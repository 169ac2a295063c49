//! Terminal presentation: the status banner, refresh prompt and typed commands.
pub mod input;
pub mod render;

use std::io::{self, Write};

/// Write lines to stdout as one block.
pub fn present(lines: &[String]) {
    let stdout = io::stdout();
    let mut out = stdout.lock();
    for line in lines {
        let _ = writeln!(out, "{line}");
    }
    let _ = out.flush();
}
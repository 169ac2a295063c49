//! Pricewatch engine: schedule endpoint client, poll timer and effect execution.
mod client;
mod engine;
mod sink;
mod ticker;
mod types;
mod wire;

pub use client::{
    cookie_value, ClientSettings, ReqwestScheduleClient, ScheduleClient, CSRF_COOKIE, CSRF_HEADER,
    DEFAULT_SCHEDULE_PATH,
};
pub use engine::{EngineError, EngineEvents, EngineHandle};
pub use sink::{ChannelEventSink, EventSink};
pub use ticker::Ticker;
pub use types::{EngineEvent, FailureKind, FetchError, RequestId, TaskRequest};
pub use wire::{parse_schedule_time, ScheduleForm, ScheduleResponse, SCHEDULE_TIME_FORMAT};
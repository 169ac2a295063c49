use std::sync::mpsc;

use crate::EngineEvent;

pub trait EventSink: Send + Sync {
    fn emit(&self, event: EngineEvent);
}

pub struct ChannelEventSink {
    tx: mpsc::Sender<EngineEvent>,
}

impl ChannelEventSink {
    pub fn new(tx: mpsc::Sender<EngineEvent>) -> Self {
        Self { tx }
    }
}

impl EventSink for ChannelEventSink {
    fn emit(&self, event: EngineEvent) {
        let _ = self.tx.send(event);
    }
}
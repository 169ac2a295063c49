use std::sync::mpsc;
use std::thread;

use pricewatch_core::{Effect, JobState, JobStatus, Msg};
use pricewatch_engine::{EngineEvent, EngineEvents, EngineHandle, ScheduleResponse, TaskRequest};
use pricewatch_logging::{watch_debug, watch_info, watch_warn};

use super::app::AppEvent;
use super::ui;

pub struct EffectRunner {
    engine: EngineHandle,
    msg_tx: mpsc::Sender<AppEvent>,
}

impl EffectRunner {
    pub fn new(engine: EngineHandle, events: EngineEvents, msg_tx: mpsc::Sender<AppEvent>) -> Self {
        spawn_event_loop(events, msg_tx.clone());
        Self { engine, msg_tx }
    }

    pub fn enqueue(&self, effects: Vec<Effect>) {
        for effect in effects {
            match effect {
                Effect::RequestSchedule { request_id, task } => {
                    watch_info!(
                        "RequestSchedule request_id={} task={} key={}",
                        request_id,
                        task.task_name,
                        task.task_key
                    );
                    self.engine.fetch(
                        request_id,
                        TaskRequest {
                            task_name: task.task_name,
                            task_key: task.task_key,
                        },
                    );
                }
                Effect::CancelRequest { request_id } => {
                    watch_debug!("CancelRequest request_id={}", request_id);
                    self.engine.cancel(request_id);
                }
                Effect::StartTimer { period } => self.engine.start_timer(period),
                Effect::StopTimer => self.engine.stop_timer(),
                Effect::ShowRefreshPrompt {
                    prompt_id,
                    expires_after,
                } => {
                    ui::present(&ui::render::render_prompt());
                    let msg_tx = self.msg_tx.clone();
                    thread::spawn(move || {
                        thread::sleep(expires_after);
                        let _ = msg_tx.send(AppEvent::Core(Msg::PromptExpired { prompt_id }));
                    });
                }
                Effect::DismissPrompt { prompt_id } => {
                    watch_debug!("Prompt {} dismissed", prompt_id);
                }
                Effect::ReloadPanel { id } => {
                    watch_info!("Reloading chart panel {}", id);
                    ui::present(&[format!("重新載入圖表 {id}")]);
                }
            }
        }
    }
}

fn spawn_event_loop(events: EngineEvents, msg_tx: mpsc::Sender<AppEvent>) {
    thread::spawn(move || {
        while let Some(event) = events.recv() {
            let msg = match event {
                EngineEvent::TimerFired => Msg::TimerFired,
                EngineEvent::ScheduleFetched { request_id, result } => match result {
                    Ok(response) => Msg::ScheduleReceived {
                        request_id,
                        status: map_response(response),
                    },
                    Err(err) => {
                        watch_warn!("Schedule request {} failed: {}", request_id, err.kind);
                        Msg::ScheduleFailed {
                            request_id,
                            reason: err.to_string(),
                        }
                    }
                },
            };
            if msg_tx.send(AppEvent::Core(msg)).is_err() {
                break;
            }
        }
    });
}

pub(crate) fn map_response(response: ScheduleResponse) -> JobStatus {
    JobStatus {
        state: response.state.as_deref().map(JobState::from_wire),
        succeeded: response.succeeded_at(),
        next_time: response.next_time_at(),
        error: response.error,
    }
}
^^^^^^^^^^^^^^^^
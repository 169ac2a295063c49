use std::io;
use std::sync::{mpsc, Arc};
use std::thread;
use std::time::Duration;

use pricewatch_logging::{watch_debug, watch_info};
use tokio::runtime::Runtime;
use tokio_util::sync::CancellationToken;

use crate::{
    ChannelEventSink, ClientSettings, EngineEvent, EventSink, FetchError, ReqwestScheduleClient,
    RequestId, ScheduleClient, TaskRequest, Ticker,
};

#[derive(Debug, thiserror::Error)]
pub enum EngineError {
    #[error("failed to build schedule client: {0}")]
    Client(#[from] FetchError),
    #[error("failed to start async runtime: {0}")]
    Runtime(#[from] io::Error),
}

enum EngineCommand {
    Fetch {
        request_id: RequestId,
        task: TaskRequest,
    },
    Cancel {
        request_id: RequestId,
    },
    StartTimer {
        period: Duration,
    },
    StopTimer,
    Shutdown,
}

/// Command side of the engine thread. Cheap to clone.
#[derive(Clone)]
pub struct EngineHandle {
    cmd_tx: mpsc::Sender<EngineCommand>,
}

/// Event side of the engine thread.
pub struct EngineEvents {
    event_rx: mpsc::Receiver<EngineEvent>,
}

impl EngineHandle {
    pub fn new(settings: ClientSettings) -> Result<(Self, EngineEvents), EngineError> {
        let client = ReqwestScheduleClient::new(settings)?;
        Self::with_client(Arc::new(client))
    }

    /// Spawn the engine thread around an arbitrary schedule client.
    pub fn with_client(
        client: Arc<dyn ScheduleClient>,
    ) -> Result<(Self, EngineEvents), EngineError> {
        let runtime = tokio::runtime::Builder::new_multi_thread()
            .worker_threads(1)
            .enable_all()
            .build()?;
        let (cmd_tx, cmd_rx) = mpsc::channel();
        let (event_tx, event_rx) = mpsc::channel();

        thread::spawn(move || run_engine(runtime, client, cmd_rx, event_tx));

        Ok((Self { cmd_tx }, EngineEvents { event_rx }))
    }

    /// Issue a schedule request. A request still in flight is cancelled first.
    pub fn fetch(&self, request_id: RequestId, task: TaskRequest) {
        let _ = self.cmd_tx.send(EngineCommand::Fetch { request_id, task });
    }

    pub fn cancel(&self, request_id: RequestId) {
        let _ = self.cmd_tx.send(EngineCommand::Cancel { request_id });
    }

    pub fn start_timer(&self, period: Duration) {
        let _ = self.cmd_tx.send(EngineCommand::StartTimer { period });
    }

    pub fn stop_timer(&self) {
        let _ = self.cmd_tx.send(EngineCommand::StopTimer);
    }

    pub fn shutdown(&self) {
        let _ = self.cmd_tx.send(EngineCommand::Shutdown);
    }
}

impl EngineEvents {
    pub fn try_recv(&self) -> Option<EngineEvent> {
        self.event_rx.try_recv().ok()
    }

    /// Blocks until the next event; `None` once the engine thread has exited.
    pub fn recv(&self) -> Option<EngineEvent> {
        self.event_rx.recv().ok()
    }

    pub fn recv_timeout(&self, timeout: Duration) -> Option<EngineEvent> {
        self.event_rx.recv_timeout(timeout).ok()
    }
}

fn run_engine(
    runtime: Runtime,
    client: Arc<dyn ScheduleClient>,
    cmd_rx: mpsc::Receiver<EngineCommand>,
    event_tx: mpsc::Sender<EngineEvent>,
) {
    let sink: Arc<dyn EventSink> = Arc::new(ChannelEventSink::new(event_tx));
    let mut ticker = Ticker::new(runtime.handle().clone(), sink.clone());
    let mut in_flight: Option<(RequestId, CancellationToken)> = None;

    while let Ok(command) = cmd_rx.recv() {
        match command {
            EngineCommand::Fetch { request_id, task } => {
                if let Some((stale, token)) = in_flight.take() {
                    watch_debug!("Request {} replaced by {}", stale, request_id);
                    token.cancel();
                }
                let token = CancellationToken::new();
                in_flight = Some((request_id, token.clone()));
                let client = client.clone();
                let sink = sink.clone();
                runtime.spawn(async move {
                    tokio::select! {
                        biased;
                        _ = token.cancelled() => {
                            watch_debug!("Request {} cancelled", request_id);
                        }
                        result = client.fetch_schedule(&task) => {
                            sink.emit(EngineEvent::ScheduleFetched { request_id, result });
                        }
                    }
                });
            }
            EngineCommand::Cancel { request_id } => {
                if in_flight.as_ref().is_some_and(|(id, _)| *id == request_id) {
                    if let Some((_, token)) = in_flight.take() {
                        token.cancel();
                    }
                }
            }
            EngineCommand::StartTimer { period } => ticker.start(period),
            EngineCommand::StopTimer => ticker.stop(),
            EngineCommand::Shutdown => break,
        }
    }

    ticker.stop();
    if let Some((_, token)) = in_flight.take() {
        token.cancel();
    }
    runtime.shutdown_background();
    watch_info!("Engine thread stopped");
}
^^^^^^^^^^^^^^^^
* Activity *
Lines holding "EffectRunner" are the ones to copy; find all of them in the listing.

* Result for this exercise *
pub struct EffectRunner {
impl EffectRunner {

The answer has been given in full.